◆ EXTRACTED RECORDS ◆
--

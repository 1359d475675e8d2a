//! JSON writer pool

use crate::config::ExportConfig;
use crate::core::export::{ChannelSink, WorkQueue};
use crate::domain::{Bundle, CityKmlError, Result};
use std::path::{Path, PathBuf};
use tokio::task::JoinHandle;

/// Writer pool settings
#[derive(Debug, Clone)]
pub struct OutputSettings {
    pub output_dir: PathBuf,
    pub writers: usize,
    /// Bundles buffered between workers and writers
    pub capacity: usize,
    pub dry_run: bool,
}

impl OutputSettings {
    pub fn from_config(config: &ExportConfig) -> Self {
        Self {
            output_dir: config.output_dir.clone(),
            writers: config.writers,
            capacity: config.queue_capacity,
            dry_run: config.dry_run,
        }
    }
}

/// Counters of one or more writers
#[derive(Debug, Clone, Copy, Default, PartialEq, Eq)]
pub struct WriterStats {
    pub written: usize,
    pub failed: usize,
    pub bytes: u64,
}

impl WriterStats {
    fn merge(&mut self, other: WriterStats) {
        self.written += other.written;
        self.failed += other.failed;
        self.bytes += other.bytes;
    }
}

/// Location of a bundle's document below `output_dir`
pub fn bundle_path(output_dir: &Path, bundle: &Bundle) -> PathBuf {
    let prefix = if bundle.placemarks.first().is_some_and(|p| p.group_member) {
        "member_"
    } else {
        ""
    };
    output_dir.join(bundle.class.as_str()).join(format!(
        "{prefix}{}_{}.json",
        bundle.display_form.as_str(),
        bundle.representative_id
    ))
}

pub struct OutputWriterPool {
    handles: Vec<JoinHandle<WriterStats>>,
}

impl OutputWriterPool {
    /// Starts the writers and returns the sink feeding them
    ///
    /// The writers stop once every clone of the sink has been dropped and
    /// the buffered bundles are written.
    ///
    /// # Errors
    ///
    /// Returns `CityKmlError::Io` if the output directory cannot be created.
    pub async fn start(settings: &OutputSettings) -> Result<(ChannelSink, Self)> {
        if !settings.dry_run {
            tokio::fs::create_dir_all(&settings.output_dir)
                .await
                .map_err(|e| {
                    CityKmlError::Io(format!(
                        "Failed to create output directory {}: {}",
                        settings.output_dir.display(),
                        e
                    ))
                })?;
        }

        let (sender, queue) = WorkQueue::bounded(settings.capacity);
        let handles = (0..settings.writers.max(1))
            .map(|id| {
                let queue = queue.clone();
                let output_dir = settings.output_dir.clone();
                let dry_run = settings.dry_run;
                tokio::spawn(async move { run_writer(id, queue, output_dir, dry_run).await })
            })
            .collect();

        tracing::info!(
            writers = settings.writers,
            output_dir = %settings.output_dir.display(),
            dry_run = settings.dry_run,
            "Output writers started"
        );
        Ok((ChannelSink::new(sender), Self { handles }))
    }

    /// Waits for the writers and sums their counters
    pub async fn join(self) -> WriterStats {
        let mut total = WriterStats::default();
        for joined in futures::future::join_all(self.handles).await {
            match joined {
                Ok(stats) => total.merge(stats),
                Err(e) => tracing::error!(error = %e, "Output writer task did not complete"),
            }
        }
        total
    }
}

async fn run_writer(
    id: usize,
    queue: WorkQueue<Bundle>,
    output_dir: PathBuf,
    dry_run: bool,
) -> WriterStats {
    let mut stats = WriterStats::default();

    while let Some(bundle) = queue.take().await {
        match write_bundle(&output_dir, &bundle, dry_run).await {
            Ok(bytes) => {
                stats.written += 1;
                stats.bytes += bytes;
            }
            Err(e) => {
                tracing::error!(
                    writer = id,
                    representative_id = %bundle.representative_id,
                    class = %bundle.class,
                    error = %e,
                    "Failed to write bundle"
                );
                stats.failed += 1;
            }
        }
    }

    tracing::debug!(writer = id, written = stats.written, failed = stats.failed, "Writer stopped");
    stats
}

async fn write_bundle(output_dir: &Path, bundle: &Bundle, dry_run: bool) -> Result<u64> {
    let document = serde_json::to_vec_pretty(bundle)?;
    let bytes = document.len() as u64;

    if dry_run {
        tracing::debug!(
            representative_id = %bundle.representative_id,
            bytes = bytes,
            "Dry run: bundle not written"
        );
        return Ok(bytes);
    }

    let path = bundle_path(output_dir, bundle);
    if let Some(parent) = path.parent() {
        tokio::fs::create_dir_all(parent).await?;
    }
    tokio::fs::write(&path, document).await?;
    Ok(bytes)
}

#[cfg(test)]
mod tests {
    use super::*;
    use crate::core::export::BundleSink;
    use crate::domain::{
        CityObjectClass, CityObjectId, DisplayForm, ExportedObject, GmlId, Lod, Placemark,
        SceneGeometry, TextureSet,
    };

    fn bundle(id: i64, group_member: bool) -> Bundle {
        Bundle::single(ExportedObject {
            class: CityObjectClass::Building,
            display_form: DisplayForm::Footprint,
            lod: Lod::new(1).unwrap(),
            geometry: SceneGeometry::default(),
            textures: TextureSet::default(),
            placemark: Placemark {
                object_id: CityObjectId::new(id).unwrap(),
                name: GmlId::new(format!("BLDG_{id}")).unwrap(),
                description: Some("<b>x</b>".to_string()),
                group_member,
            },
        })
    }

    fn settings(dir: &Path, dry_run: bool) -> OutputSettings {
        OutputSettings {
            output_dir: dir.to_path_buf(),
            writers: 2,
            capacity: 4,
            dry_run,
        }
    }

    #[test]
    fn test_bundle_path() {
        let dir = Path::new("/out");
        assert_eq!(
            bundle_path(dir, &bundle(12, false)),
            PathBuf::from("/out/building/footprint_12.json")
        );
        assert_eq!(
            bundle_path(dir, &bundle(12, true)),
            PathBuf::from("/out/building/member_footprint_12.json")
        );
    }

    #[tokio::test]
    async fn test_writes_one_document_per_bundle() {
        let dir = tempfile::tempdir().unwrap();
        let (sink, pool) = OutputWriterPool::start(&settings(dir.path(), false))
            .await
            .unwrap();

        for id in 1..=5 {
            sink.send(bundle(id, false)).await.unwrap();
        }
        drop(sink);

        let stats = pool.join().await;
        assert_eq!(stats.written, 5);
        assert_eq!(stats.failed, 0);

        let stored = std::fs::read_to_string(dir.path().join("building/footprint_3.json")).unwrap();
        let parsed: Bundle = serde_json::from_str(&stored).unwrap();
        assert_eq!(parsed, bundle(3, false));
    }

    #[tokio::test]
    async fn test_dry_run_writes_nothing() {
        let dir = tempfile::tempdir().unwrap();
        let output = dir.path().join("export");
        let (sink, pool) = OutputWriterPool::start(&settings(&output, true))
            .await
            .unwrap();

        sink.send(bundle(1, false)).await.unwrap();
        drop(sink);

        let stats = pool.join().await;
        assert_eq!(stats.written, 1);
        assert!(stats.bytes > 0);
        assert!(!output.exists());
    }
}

--

◆ WHAT IS EXPECTED ◆
Count the lines of the records that include the word "handles". Give the number by itself.

◆ EXPECTED ANSWER ◆
4